WHAT THIS TASK INVOLVES — Each line below from the one containing "not reported here." through the one containing "fn deref_mut(&mut self)" should be output exactly as it stands, and no other line should appear.

Dataset entries:
------------------------------------

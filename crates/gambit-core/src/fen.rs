//! FEN parsing and serialization for [`Board`].

use std::fmt;
use std::str::FromStr;

use crate::board::Board;
use crate::castle_rights::CastleRights;
use crate::color::Color;
use crate::error::FenError;
use crate::piece::Piece;
use crate::piece_kind::PieceKind;
use crate::square::Square;
use crate::zobrist;

/// FEN of the standard starting position.
pub const STARTING_FEN: &str = "rnbqkbnr/pppppppp/8/8/8/8/PPPPPPPP/RNBQKBNR w KQkq - 0 1";

impl FromStr for Board {
    type Err = FenError;

    /// Parse a FEN string. The two move counters may be omitted and default
    /// to `0 1`.
    fn from_str(fen: &str) -> Result<Board, FenError> {
        let fields: Vec<&str> = fen.split_whitespace().collect();
        if !(4..=6).contains(&fields.len()) {
            return Err(FenError::WrongFieldCount { found: fields.len() });
        }

        let mut board = Board::empty();

        let ranks: Vec<&str> = fields[0].split('/').collect();
        if ranks.len() != 8 {
            return Err(FenError::WrongRankCount { found: ranks.len() });
        }
        for (rank_index, rank_str) in ranks.iter().enumerate() {
            let rank = 7 - rank_index as u8;
            let mut file: u8 = 0;
            for c in rank_str.chars() {
                if let Some(skip) = c.to_digit(10) {
                    if !(1..=8).contains(&skip) {
                        return Err(FenError::InvalidPieceChar { character: c });
                    }
                    file += skip as u8;
                    continue;
                }
                let piece = Piece::from_fen_char(c).ok_or(FenError::InvalidPieceChar { character: c })?;
                let sq = Square::from_coords(file, rank).ok_or(FenError::BadRankLength {
                    rank_index,
                    length: file as usize + 1,
                })?;
                board.put_piece(sq, piece);
                file += 1;
            }
            if file != 8 {
                return Err(FenError::BadRankLength {
                    rank_index,
                    length: file as usize,
                });
            }
        }

        board.side_to_move = match fields[1] {
            "w" => Color::White,
            "b" => Color::Black,
            other => return Err(FenError::InvalidColor { found: other.to_string() }),
        };
        board.castling = CastleRights::from_fen(fields[2])?;
        board.en_passant = match fields[3] {
            "-" => None,
            text => Some(text.parse::<Square>()?),
        };
        board.halfmove_clock = parse_counter(fields.get(4), "halfmove clock", 0)?;
        board.fullmove_number = parse_counter(fields.get(5), "fullmove number", 1)?;

        validate(&board)?;
        board.hash = zobrist::hash_from_scratch(&board);
        Ok(board)
    }
}

fn parse_counter(field: Option<&&str>, name: &'static str, default: u16) -> Result<u16, FenError> {
    match field {
        None => Ok(default),
        Some(text) => text.parse::<u16>().map_err(|_| FenError::InvalidMoveCounter {
            field: name,
            found: text.to_string(),
        }),
    }
}

fn validate(board: &Board) -> Result<(), FenError> {
    for color in Color::ALL {
        let count = board.pieces(PieceKind::King, color).count();
        if count != 1 {
            let color = match color {
                Color::White => "white",
                Color::Black => "black",
            };
            return Err(FenError::InvalidKingCount { color, count });
        }
    }

    let pawns_on_back_rank = Color::ALL
        .into_iter()
        .flat_map(|c| board.pieces(PieceKind::Pawn, c))
        .any(|sq| sq.rank() == 0 || sq.rank() == 7);
    if pawns_on_back_rank {
        return Err(FenError::PawnsOnBackRank);
    }

    if let Some(ep) = board.en_passant() {
        validate_en_passant(board, ep)?;
    }

    let them = !board.side_to_move();
    if board.is_square_attacked(board.king_square(them), board.side_to_move()) {
        return Err(FenError::OpponentInCheck);
    }
    Ok(())
}

/// An en-passant square must be empty, sit on the rank a double push crosses,
/// and have the pushed enemy pawn right behind it.
fn validate_en_passant(board: &Board, ep: Square) -> Result<(), FenError> {
    let us = board.side_to_move();
    let them = !us;
    let crossed_rank = them.pawn_home_rank() as i8 + them.pawn_step();
    let pushed = ep.offset(0, them.pawn_step());
    let valid = ep.rank() as i8 == crossed_rank
        && board.is_empty_square(ep)
        && pushed.and_then(|sq| board.piece_at(sq)) == Some(Piece::new(PieceKind::Pawn, them));
    if valid {
        Ok(())
    } else {
        Err(FenError::InvalidEnPassant { square: ep.to_string() })
    }
}

impl fmt::Display for Board {
    /// Serialize as a six-field FEN string.
    fn fmt(&self, f: &mut fmt::Formatter<'_>) -> fmt::Result {
        for rank in (0u8..8).rev() {
            let mut empty = 0;
            for file in 0u8..8 {
                match Square::from_coords(file, rank).and_then(|sq| self.piece_at(sq)) {
                    Some(piece) => {
                        if empty > 0 {
                            write!(f, "{empty}")?;
                            empty = 0;
                        }
                        write!(f, "{piece}")?;
                    }
                    None => empty += 1,
                }
            }
            if empty > 0 {
                write!(f, "{empty}")?;
            }
            if rank > 0 {
                write!(f, "/")?;
            }
        }
        write!(f, " {} {} ", self.side_to_move(), self.castling())?;
        match self.en_passant() {
            Some(sq) => write!(f, "{sq}")?,
            None => write!(f, "-")?,
        }
        write!(f, " {} {}", self.halfmove_clock(), self.fullmove_number())
    }
}

#[cfg(test)]
mod tests {
    use super::STARTING_FEN;
    use crate::board::Board;
    use crate::error::FenError;

    #[test]
    fn roundtrip() {
        for fen in [
            STARTING_FEN,
            "r3k2r/p1ppqpb1/bn2pnp1/3PN3/1p2P3/2N2Q1p/PPPBBPPP/R3K2R w KQkq - 0 1",
            "rnbqkbnr/ppp1pppp/8/3pP3/8/8/PPPP1PPP/RNBQKBNR w KQkq d6 0 3",
            "8/8/4k3/8/8/4K3/8/8 b - - 12 40",
        ] {
            let board: Board = fen.parse().unwrap();
            assert_eq!(board.to_string(), fen);
        }
    }

    #[test]
    fn counters_are_optional() {
        let board: Board = "8/8/4k3/8/8/4K3/8/8 w - -".parse().unwrap();
        assert_eq!(board.halfmove_clock(), 0);
        assert_eq!(board.fullmove_number(), 1);
    }

    #[test]
    fn rejects_wrong_rank_count() {
        let err = "8/8/8 w - - 0 1".parse::<Board>().unwrap_err();
        assert_eq!(err, FenError::WrongRankCount { found: 3 });
    }

    #[test]
    fn rejects_missing_king() {
        let err = "8/8/8/8/8/8/8/4K3 w - - 0 1".parse::<Board>().unwrap_err();
        assert!(matches!(err, FenError::InvalidKingCount { color: "black", count: 0 }));
    }

    #[test]
    fn rejects_pawn_on_back_rank() {
        let err = "P3k3/8/8/8/8/8/8/4K3 w - - 0 1".parse::<Board>().unwrap_err();
        assert_eq!(err, FenError::PawnsOnBackRank);
    }

    #[test]
    fn rejects_side_not_to_move_in_check() {
        // Black king on e8 attacked by the rook on e1 with White to move.
        let err = "4k3/8/8/8/8/8/8/K3R3 w - - 0 1".parse::<Board>().unwrap_err();
        assert_eq!(err, FenError::OpponentInCheck);
    }

    #[test]
    fn rejects_en_passant_without_pushed_pawn() {
        // No black pawn on e4 and e3 is Black's crossed rank, not White's.
        for fen in [
            "4k3/8/8/8/8/8/3P4/4K3 w - e3 0 1",
            "4k3/8/8/3pP3/8/8/8/4K3 w - e6 0 1",
            "4k3/8/3p4/3pP3/8/8/8/4K3 w - d6 0 1",
            "4k3/8/8/8/3pP3/8/8/4K3 w - e3 0 1",
        ] {
            assert!(
                matches!(fen.parse::<Board>(), Err(FenError::InvalidEnPassant { .. })),
                "{fen} should be rejected"
            );
        }
    }

    #[test]
    fn accepts_en_passant_after_double_push() {
        let board: Board = "4k3/8/8/8/3pP3/8/8/4K3 b - e3 0 1".parse().unwrap();
        assert_eq!(board.en_passant(), Some("e3".parse().unwrap()));
    }

    #[test]
    fn en_passant_from_fen_keeps_make_undo_exact() {
        let mut board: Board = "4k3/8/8/3pP3/8/8/8/4K3 w - d6 0 1".parse().unwrap();
        let before = board.clone();
        let moves = board.legal_moves();
        assert!(moves.iter().any(|m| m.to_uci() == "e5d6"));
        assert_eq!(board, before);
        for mv in moves {
            board.make_move(mv);
            board.undo_move(mv);
            assert_eq!(board, before, "after {mv}");
        }
    }

    #[test]
    fn rejects_bad_side() {
        assert!(matches!(
            "8/8/4k3/8/8/4K3/8/8 x - - 0 1".parse::<Board>(),
            Err(FenError::InvalidColor { .. })
        ));
    }
}
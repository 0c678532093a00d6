//! What the engine needs from a position, and the scoped make/undo guard.

use std::fmt;
use std::ops::{Deref, DerefMut};

use gambit_core::{Bitboard, Board, Color, Move, PieceKind, Square};

/// A move as the orderer sees it.
pub trait SearchMove: Copy + PartialEq + fmt::Debug + fmt::Display {
    fn piece(&self) -> PieceKind;
    fn captured(&self) -> Option<PieceKind>;
    fn promotion(&self) -> Option<PieceKind>;
    fn target(&self) -> Square;
}

/// A mutable game position the search can walk.
///
/// `make_move` and `undo_move` must pair in strict LIFO order. Search code
/// goes through [`MoveGuard`] rather than calling them directly.
pub trait Position {
    type Move: SearchMove;

    fn make_move(&mut self, mv: Self::Move);
    fn undo_move(&mut self, mv: Self::Move);

    /// Legal moves for the side to move; with `captures_only`, captures and
    /// promotions.
    fn legal_moves(&mut self, captures_only: bool) -> Vec<Self::Move>;

    /// `true` if the side to move has at least one legal move. Cheaper than
    /// building the full list.
    fn has_legal_move(&mut self) -> bool {
        !self.legal_moves(false).is_empty()
    }

    fn is_in_check(&self) -> bool;

    /// Drawn by rule. A side with no legal moves is not reported here.
    fn is_draw(&self) -> bool;

    fn pieces(&self, kind: PieceKind, color: Color) -> Bitboard;
    fn king_square(&self, color: Color) -> Square;

    /// `true` if the side not to move attacks `sq`.
    fn is_attacked_by_opponent(&self, sq: Square) -> bool;

    fn side_to_move(&self) -> Color;
}

/// A move applied to a position for the guard's lifetime.
///
/// Construction makes the move; drop undoes it, on every exit path.
pub struct MoveGuard<'a, P: Position> {
    position: &'a mut P,
    mv: P::Move,
}

impl<'a, P: Position> MoveGuard<'a, P> {
    pub fn new(position: &'a mut P, mv: P::Move) -> Self {
        position.make_move(mv);
        Self { position, mv }
    }
}

impl<P: Position> Deref for MoveGuard<'_, P> {
    type Target = P;

    fn deref(&self) -> &P {
        self.position
    }
}

impl<P: Position> DerefMut for MoveGuard<'_, P> {
    fn deref_mut(&mut self) -> &mut P {
        self.position
    }
}

impl<P: Position> Drop for MoveGuard<'_, P> {
    fn drop(&mut self) {
        self.position.undo_move(self.mv);
    }
}

impl SearchMove for Move {
    #[inline]
    fn piece(&self) -> PieceKind {
        Move::piece(*self)
    }

    #[inline]
    fn captured(&self) -> Option<PieceKind> {
        Move::captured(*self)
    }

    #[inline]
    fn promotion(&self) -> Option<PieceKind> {
        Move::promotion(*self)
    }

    #[inline]
    fn target(&self) -> Square {
        Move::target(*self)
    }
}

impl Position for Board {
    type Move = Move;

    fn make_move(&mut self, mv: Move) {
        Board::make_move(self, mv);
    }

    fn undo_move(&mut self, mv: Move) {
        Board::undo_move(self, mv);
    }

    fn legal_moves(&mut self, captures_only: bool) -> Vec<Move> {
        if captures_only {
            Board::legal_captures(self)
        } else {
            Board::legal_moves(self)
        }
    }

    fn has_legal_move(&mut self) -> bool {
        Board::has_legal_move(self)
    }

    fn is_in_check(&self) -> bool {
        Board::is_in_check(self)
    }

    fn is_draw(&self) -> bool {
        Board::is_draw(self)
    }

    fn pieces(&self, kind: PieceKind, color: Color) -> Bitboard {
        Board::pieces(self, kind, color)
    }

    fn king_square(&self, color: Color) -> Square {
        Board::king_square(self, color)
    }

    fn is_attacked_by_opponent(&self, sq: Square) -> bool {
        self.is_square_attacked(sq, !self.side_to_move())
    }

    fn side_to_move(&self) -> Color {
        Board::side_to_move(self)
    }
}

#[cfg(test)]
mod tests {
    use gambit_core::Board;

    use super::{MoveGuard, Position};

    #[test]
    fn guard_undoes_on_drop() {
        let mut board = Board::starting_position();
        let before = board.clone();
        let mv = board.parse_uci_move("e2e4").unwrap();
        {
            let guard = MoveGuard::new(&mut board, mv);
            assert_ne!(*guard, before);
        }
        assert_eq!(board, before);
    }

    #[test]
    fn guard_undoes_on_early_return() {
        fn first_capture_square(board: &mut Board) -> Option<String> {
            for mv in Position::legal_moves(board, false) {
                let mut child = MoveGuard::new(board, mv);
                if let Some(cap) = Position::legal_moves(&mut *child, true).first() {
                    return Some(cap.to_string());
                }
            }
            None
        }

        // The knight can land on c4, where the pawn takes it.
        let mut board: Board = "4k3/8/8/3p4/8/8/3N4/4K3 w - - 0 1".parse().unwrap();
        let before = board.clone();
        assert!(first_capture_square(&mut board).is_some());
        assert_eq!(board, before);
    }

    #[test]
    fn opponent_attack_is_relative_to_mover() {
        let board: Board = "4k3/8/8/3p4/8/8/8/4K3 w - - 0 1".parse().unwrap();
        assert!(board.is_attacked_by_opponent("e4".parse().unwrap()));
        assert!(!board.is_attacked_by_opponent("d4".parse().unwrap()));
    }
}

------------------------------------

TASK ANSWER —
    /// Drawn by rule. A side with no legal moves is not reported here.
    fn is_draw(&self) -> bool;

    fn pieces(&self, kind: PieceKind, color: Color) -> Bitboard;
    fn king_square(&self, color: Color) -> Square;

    /// `true` if the side not to move attacks `sq`.
    fn is_attacked_by_opponent(&self, sq: Square) -> bool;

    fn side_to_move(&self) -> Color;
}

/// A move applied to a position for the guard's lifetime.
///
/// Construction makes the move; drop undoes it, on every exit path.
pub struct MoveGuard<'a, P: Position> {
    position: &'a mut P,
    mv: P::Move,
}

impl<'a, P: Position> MoveGuard<'a, P> {
    pub fn new(position: &'a mut P, mv: P::Move) -> Self {
        position.make_move(mv);
        Self { position, mv }
    }
}

impl<P: Position> Deref for MoveGuard<'_, P> {
    type Target = P;

    fn deref(&self) -> &P {
        self.position
    }
}

impl<P: Position> DerefMut for MoveGuard<'_, P> {
    fn deref_mut(&mut self) -> &mut P {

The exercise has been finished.